──────── Source data ────────

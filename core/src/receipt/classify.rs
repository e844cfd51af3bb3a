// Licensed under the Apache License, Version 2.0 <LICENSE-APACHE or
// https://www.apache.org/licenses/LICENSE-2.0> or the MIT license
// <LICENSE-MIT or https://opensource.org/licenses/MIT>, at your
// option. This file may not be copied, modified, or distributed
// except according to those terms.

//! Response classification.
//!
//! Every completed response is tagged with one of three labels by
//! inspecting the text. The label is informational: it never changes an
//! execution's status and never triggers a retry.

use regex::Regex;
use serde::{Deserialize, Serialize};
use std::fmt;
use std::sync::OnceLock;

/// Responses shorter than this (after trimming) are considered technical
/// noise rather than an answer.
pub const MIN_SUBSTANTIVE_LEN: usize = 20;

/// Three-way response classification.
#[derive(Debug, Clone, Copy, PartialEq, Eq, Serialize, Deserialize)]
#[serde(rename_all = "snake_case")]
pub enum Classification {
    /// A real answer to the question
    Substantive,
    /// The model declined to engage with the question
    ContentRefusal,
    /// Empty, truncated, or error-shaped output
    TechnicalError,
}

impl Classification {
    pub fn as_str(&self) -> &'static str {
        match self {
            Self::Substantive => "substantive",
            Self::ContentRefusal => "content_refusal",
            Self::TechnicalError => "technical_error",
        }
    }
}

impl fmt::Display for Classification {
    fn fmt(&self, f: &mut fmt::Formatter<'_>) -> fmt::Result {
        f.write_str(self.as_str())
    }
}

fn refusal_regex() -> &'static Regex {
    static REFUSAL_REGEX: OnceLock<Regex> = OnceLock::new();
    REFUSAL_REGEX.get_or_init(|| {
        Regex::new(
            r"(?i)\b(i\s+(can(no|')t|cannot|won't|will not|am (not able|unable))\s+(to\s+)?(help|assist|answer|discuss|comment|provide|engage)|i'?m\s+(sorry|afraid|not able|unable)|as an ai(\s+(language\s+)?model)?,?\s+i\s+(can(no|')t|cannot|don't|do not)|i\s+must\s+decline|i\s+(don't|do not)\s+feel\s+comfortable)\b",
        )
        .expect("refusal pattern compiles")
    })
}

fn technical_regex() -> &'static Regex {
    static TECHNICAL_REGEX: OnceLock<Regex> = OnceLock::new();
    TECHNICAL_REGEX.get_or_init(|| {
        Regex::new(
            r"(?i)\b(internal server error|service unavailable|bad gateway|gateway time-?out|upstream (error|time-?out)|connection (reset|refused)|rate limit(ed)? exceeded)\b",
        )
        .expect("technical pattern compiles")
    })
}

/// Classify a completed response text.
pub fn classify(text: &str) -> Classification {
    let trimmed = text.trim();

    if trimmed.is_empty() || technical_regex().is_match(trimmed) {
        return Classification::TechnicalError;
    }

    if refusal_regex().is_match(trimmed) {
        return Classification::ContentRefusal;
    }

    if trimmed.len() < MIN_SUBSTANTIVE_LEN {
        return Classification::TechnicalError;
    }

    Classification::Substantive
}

────────
──────── Source data ────────

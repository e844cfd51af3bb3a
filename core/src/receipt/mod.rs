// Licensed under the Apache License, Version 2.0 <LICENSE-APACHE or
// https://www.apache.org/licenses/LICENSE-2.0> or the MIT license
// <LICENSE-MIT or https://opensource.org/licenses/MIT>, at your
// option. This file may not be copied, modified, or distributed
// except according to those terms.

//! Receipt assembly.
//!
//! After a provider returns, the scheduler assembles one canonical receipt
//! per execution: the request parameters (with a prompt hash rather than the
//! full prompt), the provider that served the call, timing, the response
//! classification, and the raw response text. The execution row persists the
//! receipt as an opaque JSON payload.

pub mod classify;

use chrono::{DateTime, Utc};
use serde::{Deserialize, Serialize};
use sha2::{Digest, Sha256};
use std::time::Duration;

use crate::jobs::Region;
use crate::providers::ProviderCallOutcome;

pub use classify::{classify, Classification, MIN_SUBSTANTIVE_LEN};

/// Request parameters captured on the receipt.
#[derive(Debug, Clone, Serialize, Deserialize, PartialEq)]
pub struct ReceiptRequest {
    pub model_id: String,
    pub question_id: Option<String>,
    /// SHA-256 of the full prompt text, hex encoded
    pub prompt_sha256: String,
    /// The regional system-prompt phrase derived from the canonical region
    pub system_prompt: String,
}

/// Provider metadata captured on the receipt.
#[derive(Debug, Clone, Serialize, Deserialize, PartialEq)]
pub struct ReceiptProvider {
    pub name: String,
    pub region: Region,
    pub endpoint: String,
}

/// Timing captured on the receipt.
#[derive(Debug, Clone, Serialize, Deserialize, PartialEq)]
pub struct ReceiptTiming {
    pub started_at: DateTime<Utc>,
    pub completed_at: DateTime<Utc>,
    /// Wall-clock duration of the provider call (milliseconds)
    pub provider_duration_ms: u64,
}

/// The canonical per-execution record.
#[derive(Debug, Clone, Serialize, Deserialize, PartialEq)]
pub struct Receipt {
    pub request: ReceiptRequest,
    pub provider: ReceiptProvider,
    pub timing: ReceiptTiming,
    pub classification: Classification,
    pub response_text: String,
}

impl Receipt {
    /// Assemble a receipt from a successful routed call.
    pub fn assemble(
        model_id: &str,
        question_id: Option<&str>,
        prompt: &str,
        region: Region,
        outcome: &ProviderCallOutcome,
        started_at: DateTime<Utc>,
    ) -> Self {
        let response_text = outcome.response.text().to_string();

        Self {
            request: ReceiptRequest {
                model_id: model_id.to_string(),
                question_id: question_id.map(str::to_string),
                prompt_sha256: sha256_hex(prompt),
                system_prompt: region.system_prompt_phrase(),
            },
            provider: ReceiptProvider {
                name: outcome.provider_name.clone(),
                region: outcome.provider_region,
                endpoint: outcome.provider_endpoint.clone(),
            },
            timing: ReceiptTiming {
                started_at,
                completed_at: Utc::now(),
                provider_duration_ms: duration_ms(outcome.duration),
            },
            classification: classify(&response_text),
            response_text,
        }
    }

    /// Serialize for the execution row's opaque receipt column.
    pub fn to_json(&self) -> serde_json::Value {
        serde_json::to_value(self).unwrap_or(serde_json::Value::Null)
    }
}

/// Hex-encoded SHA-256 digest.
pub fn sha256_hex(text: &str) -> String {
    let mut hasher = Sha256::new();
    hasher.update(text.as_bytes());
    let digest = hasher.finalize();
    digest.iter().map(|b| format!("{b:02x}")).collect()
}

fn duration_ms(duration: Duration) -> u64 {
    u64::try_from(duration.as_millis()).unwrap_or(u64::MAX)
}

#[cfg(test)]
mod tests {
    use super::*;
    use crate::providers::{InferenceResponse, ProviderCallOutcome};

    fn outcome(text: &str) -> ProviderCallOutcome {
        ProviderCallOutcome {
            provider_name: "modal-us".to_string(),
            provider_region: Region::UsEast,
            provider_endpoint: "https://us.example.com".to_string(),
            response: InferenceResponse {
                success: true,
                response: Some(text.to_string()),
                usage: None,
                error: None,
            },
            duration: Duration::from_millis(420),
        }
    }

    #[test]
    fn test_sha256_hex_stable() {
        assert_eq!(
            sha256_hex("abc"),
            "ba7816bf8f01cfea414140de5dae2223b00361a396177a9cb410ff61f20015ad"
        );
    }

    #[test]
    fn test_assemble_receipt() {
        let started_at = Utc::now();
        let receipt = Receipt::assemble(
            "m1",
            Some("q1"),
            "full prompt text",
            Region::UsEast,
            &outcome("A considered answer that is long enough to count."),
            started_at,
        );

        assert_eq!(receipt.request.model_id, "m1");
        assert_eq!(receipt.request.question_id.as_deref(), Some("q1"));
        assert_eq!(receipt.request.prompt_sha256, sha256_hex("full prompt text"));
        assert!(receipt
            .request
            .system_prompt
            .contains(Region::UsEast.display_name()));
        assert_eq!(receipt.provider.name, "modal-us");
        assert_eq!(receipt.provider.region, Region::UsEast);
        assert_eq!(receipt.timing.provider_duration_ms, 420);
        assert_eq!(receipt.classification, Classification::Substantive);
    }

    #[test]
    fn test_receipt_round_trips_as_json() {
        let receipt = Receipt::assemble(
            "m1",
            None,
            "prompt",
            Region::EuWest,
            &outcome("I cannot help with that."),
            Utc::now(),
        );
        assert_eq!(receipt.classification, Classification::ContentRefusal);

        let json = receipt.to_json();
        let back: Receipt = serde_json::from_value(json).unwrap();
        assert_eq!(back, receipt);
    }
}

────────
──────── Source data ────────

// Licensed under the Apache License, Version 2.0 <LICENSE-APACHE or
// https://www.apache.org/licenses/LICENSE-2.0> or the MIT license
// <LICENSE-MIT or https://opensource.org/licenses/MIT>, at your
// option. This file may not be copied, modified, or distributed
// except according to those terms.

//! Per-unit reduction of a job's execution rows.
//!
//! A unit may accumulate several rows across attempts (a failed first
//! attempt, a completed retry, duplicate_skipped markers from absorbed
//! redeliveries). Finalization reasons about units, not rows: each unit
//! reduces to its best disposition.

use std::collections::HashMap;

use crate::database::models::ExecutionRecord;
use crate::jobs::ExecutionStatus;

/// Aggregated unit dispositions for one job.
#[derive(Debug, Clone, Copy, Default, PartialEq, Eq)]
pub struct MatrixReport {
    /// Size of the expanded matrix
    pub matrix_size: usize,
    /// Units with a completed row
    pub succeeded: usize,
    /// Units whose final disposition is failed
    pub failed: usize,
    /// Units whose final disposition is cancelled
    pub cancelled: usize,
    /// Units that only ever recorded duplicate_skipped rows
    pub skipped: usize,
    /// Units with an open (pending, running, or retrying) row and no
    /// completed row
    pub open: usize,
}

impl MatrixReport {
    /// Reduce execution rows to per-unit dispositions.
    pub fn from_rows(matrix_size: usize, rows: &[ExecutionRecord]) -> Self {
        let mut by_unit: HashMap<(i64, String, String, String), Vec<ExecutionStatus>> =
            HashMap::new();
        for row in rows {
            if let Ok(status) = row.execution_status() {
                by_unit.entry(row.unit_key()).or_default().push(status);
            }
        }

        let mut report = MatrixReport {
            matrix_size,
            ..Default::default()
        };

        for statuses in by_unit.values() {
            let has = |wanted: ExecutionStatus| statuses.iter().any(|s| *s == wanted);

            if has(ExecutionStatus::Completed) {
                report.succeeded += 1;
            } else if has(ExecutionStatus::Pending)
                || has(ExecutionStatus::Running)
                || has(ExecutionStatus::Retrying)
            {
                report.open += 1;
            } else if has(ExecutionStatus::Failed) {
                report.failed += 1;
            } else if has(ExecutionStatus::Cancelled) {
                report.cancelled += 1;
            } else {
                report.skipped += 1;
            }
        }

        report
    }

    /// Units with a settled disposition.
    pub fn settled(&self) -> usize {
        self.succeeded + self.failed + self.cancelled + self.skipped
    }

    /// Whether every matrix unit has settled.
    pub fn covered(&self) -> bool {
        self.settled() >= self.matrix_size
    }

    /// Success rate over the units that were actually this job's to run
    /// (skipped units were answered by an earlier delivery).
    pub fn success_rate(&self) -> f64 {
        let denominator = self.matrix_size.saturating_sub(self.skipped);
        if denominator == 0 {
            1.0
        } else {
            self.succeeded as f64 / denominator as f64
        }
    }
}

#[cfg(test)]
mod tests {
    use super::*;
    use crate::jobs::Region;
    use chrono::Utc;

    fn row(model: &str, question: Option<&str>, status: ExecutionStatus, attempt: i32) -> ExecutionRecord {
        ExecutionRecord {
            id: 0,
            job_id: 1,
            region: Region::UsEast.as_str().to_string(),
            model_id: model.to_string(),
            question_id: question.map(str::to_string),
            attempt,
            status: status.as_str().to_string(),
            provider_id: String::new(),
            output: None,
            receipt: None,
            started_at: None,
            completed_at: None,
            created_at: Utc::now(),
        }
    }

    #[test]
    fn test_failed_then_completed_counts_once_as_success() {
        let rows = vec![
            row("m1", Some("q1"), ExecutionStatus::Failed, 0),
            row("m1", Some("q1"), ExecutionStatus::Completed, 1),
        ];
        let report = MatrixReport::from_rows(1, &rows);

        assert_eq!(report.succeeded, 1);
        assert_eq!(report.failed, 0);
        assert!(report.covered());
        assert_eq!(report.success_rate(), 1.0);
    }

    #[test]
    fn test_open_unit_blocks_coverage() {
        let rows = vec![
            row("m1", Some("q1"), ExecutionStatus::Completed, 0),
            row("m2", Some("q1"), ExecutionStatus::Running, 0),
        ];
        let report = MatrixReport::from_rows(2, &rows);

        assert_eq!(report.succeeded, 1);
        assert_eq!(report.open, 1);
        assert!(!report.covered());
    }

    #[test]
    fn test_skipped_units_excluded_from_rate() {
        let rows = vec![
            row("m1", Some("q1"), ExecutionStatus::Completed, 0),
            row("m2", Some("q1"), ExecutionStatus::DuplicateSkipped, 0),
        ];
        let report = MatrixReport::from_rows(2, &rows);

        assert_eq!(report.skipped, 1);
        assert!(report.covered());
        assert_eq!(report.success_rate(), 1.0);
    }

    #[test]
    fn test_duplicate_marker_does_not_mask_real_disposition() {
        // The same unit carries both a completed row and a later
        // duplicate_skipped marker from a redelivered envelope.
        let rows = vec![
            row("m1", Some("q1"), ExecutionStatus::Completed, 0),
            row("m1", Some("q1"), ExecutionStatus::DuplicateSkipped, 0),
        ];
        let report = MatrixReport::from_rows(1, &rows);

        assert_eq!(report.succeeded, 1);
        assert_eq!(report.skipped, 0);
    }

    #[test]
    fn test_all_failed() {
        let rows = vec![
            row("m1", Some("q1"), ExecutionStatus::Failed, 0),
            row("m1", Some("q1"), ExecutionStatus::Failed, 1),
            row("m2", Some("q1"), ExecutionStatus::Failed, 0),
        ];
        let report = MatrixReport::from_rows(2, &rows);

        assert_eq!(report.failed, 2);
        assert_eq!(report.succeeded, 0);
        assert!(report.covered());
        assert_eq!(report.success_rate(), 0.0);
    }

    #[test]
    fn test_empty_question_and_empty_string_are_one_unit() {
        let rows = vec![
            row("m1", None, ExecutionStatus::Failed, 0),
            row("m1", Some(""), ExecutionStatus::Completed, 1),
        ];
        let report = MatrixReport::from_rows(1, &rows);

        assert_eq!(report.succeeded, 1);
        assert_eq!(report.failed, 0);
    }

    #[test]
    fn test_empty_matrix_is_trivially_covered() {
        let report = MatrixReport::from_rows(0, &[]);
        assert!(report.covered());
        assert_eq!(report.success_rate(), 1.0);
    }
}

────────

▶ **What the task requires**
Your answer should be only the number of lines, in the entries above, that include "trimmed".

▶ **Answer to this exercise**
4